I find it telling that these things, when shared with other people, can often be considered “good,” yet it is when they are used to satisfy the individual only that they become “bad.” To use sex and food again as an example, when a person seeks after sexual pleasure solely for themselves and for no other reason than to make themselves feel good, or if food is frequently sought out not to satisfy hunger but to satisfy and indulge in the desire of good tastes, it is then that these things cause us to stop focusing on others and God and to instead of focus on ourselves. This after all, the focus and reliance on the ego and self in place of God, is what caused humanity to fall in the first place and what continues to separate us from Him.
In Greek, the word used for sin is αμαρτία (amartia). This translates literally as “missing the mark.” A good image to conjure is an arrow on the outer rings of a target. The arrow has missed the mark which it is intended for, the bulls eye. With this understanding, an action is considered a sin if it causes us to “miss the mark” of glorifying and growing closer to God.
God created us with a soul and a body as a harmonious whole. He created us as sensory creatures, made to enjoy the things around us, and in doing so to thank and glorify Him for these things. We believe that at the final resurrection it is not only our souls, but our bodies as well that will be brought back to life. In Orthodox worship our body is a key tool used to help us connect to God: we smell the incense, hear the chanting and bells, make prostrations, see the beautiful icons and vestments and taste the wine and bread of the Eucharist.

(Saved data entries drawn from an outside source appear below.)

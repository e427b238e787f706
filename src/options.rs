//! # Server options
//!
//! Settings are read once at startup and placed in Rocket managed state, so
//! handlers receive them through `&State<ServerOptions>`.
//!
//! ## Sources
//!
//! - `[default.bridge]` in `Rocket.toml` (or `ROCKET_BRIDGE`), see [`ServerOptions::from_figment`]
//! - `MONGODB_URL` / `DATABASE_URL`, loaded by the CLI through dotenvy
//! - command line flags, see [`crate::cli`]

use std::net::{IpAddr, Ipv4Addr};

use rocket::figment::Figment;
use rocket::http::uri::Origin;
use serde::{Deserialize, Serialize};

use crate::db::DATABASE_NAME;
use crate::errors::{ApiError, ConfigError};

/// Figment key holding the bridge settings.
pub const CONFIG_KEY: &str = "bridge";

#[derive(Debug, Clone, Serialize, Deserialize, PartialEq, Eq)]
#[serde(default)]
pub struct ServerOptions {
    /// Listen address, `:8080` binds every interface on port 8080.
    pub address: String,
    /// Name of the route group that hosts caller-defined routes.
    pub custom_route_name: String,
    /// Number of documents find returns when no limit is passed.
    pub find_limit: i64,
    /// Upper bound for the find limit, 0 means unbounded.
    pub find_max_limit: i64,
    /// When set, every request is pinned to this database.
    pub default_db: Option<String>,
    /// MongoDB connection string handed to the pool.
    pub mongo_url: Option<String>,
}

impl Default for ServerOptions {
    fn default() -> Self {
        Self {
            address: ":8080".to_string(),
            custom_route_name: "custom".to_string(),
            find_limit: 1000,
            find_max_limit: 0,
            default_db: None,
            mongo_url: None,
        }
    }
}

impl ServerOptions {
    pub fn new() -> Self {
        Self::default()
    }

    /// Reads the `bridge` table from a figment, falling back to defaults for
    /// anything missing.
    pub fn from_figment(figment: &Figment) -> Result<Self, ConfigError> {
        if !figment.contains(CONFIG_KEY) {
            return Ok(Self::default());
        }

        Ok(figment.extract_inner(CONFIG_KEY)?)
    }

    pub fn set_address(&mut self, address: impl Into<String>) {
        self.address = address.into();
    }

    /// Sets the custom group name. `/` and `/api` would shadow the built-in
    /// routes and are rejected.
    pub fn set_custom_route_name(&mut self, name: &str) -> Result<(), ConfigError> {
        self.custom_route_name = normalize_route_name(name)?;
        Ok(())
    }

    pub fn set_find_limit(&mut self, limit: i64) {
        self.find_limit = limit;
    }

    pub fn set_find_max_limit(&mut self, max: i64) {
        self.find_max_limit = max;
    }

    pub fn set_default_db(&mut self, name: impl Into<String>) {
        self.default_db = Some(name.into());
    }

    pub fn set_mongo_url(&mut self, url: impl Into<String>) {
        self.mongo_url = Some(url.into());
    }

    pub fn validate(&self) -> Result<(), ConfigError> {
        normalize_route_name(&self.custom_route_name)?;
        self.socket_addr()?;

        if self.find_limit <= 0 {
            return Err(ConfigError::InvalidFindLimit(self.find_limit));
        }
        if self.find_max_limit < 0 {
            return Err(ConfigError::InvalidFindMaxLimit(self.find_max_limit));
        }
        if self.find_max_limit != 0 && self.find_limit > self.find_max_limit {
            return Err(ConfigError::FindLimitAboveMax {
                limit: self.find_limit,
                max: self.find_max_limit,
            });
        }
        if matches!(&self.default_db, Some(name) if name.trim().is_empty()) {
            return Err(ConfigError::EmptyDefaultDb);
        }

        Ok(())
    }

    /// Mount point of the custom route group, always with a leading `/`.
    pub fn custom_route(&self) -> Result<String, ConfigError> {
        normalize_route_name(&self.custom_route_name)
    }

    /// Splits `address` into the IP and port Rocket binds to.
    pub fn socket_addr(&self) -> Result<(IpAddr, u16), ConfigError> {
        let invalid = || ConfigError::InvalidAddress(self.address.clone());
        let (host, port) = self.address.rsplit_once(':').ok_or_else(invalid)?;
        let port = port.parse::<u16>().map_err(|_| invalid())?;

        let host = host.trim_start_matches('[').trim_end_matches(']');
        let ip = match host {
            "" => IpAddr::V4(Ipv4Addr::UNSPECIFIED),
            "localhost" => IpAddr::V4(Ipv4Addr::LOCALHOST),
            other => other.parse().map_err(|_| invalid())?,
        };

        Ok((ip, port))
    }

    /// Builds the Rocket figment carrying the listen address and the pool URL
    /// on top of whatever `Rocket.toml` and the environment provide.
    pub fn figment(&self, base: Figment) -> Result<Figment, ConfigError> {
        let (address, port) = self.socket_addr()?;
        let mut figment = base.merge(("address", address)).merge(("port", port));

        if let Some(url) = &self.mongo_url {
            figment = figment.merge((format!("databases.{DATABASE_NAME}.url"), url));
        }

        Ok(figment)
    }

    /// Picks the database a request runs against. A configured default always
    /// wins over the query parameter.
    pub fn resolve_database(&self, requested: Option<&str>) -> Result<String, ApiError> {
        if let Some(default_db) = &self.default_db {
            return Ok(default_db.clone());
        }

        match requested {
            Some(name) if !name.is_empty() => Ok(name.to_string()),
            _ => Err(ApiError::MissingDatabase),
        }
    }

    /// Turns the raw `limit` query value into the limit find runs with.
    pub fn resolve_limit(&self, requested: Option<&str>) -> Result<i64, ApiError> {
        let limit = match requested.map(str::trim) {
            None | Some("") => self.find_limit,
            Some(raw) => raw.parse::<i64>()?,
        };

        if limit < 0 {
            return Err(ApiError::NegativeLimit);
        }

        let limit = if limit == 0 { self.find_limit } else { limit };

        if self.find_max_limit != 0 && limit > self.find_max_limit {
            return Err(ApiError::LimitTooLarge);
        }

        Ok(limit)
    }
}

fn normalize_route_name(name: &str) -> Result<String, ConfigError> {
    let name = name.trim();
    let route = if name.starts_with('/') {
        name.to_string()
    } else {
        format!("/{name}")
    };
    let route = match route.trim_end_matches('/') {
        "" => "/".to_string(),
        trimmed => trimmed.to_string(),
    };

    if route == "/" || route == "/api" || Origin::parse(&route).is_err() {
        return Err(ConfigError::InvalidCustomRouteName);
    }

    Ok(route)
}

#[cfg(test)]
mod tests {
    use super::*;

    #[test]
    fn custom_route_name_validation() {
        let cases = [
            ("/custom", true),
            ("reports", true),
            ("/", false),
            ("/api", false),
            ("api", false),
            ("", false),
            ("my reports", false),
        ];

        for (name, ok) in cases {
            let mut options = ServerOptions::new();
            assert_eq!(
                options.set_custom_route_name(name).is_ok(),
                ok,
                "custom route name {name:?}"
            );
        }
    }

    #[test]
    fn custom_route_gets_leading_slash() {
        let mut options = ServerOptions::new();
        options.set_custom_route_name("reports/").unwrap();
        assert_eq!(options.custom_route_name, "/reports");
        assert_eq!(ServerOptions::new().custom_route().unwrap(), "/custom");
    }

    #[test]
    fn address_parsing() {
        let mut options = ServerOptions::new();
        assert_eq!(
            options.socket_addr().unwrap(),
            (IpAddr::V4(Ipv4Addr::UNSPECIFIED), 8080)
        );

        options.set_address("127.0.0.1:9000");
        assert_eq!(
            options.socket_addr().unwrap(),
            (IpAddr::V4(Ipv4Addr::LOCALHOST), 9000)
        );

        options.set_address("localhost:80");
        assert_eq!(options.socket_addr().unwrap().1, 80);

        options.set_address("[::1]:8081");
        assert!(options.socket_addr().unwrap().0.is_loopback());

        options.set_address("8080");
        assert!(options.socket_addr().is_err());

        options.set_address("example:port");
        assert!(options.socket_addr().is_err());
    }

    #[test]
    fn limits_are_validated() {
        let mut options = ServerOptions::new();
        assert!(options.validate().is_ok());

        options.set_find_limit(0);
        assert!(matches!(
            options.validate(),
            Err(ConfigError::InvalidFindLimit(0))
        ));

        options.set_find_limit(500);
        options.set_find_max_limit(100);
        assert!(matches!(
            options.validate(),
            Err(ConfigError::FindLimitAboveMax { .. })
        ));

        options.set_find_max_limit(-1);
        assert!(matches!(
            options.validate(),
            Err(ConfigError::InvalidFindMaxLimit(-1))
        ));
    }

    #[test]
    fn empty_default_db_is_rejected() {
        let mut options = ServerOptions::new();
        options.set_default_db("  ");
        assert!(matches!(options.validate(), Err(ConfigError::EmptyDefaultDb)));
    }

    #[test]
    fn database_resolution() {
        let mut options = ServerOptions::new();
        assert!(matches!(
            options.resolve_database(None),
            Err(ApiError::MissingDatabase)
        ));
        assert!(matches!(
            options.resolve_database(Some("")),
            Err(ApiError::MissingDatabase)
        ));
        assert_eq!(options.resolve_database(Some("sales")).unwrap(), "sales");

        options.set_default_db("app");
        assert_eq!(options.resolve_database(None).unwrap(), "app");
        assert_eq!(options.resolve_database(Some("sales")).unwrap(), "app");
    }

    #[test]
    fn limit_resolution() {
        let mut options = ServerOptions::new();
        assert_eq!(options.resolve_limit(None).unwrap(), 1000);
        assert_eq!(options.resolve_limit(Some("")).unwrap(), 1000);
        assert_eq!(options.resolve_limit(Some("0")).unwrap(), 1000);
        assert_eq!(options.resolve_limit(Some("25")).unwrap(), 25);
        assert!(matches!(
            options.resolve_limit(Some("ten")),
            Err(ApiError::InvalidLimit(_))
        ));
        assert!(matches!(
            options.resolve_limit(Some("-5")),
            Err(ApiError::NegativeLimit)
        ));

        options.set_find_max_limit(50);
        options.set_find_limit(10);
        assert_eq!(options.resolve_limit(Some("50")).unwrap(), 50);
        assert!(matches!(
            options.resolve_limit(Some("51")),
            Err(ApiError::LimitTooLarge)
        ));
    }

    #[test]
    fn figment_section_overrides_defaults() {
        use rocket::figment::providers::{Format, Toml};

        let figment = Figment::new().merge(Toml::string(
            r#"
            [bridge]
            find_limit = 250
            default_db = "app"
            "#,
        ));

        let options = ServerOptions::from_figment(&figment).unwrap();
        assert_eq!(options.find_limit, 250);
        assert_eq!(options.default_db.as_deref(), Some("app"));
        assert_eq!(options.address, ":8080");

        let empty = ServerOptions::from_figment(&Figment::new()).unwrap();
        assert_eq!(empty, ServerOptions::default());
    }

    #[test]
    fn figment_carries_address_and_pool_url() {
        let mut options = ServerOptions::new();
        options.set_address("127.0.0.1:9100");
        options.set_mongo_url("mongodb://localhost:27017");

        let figment = options.figment(Figment::new()).unwrap();
        assert_eq!(figment.extract_inner::<u16>("port").unwrap(), 9100);
        assert_eq!(
            figment
                .extract_inner::<String>(&format!("databases.{DATABASE_NAME}.url"))
                .unwrap(),
            "mongodb://localhost:27017"
        );
    }
}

The body is not evil, and holding such a dualistic view is not compatible with Orthodox theology. We do need to be mindful of our body and its senses though, and to make sure that we do not let the desire to indulge them alter our aim and cause us to miss the mark.
We should always be mindful of God and watchful over our passions, and when these two things are kept, then we can enjoy the body and its senses that God has given us, and as He intended. Glory to you, our God!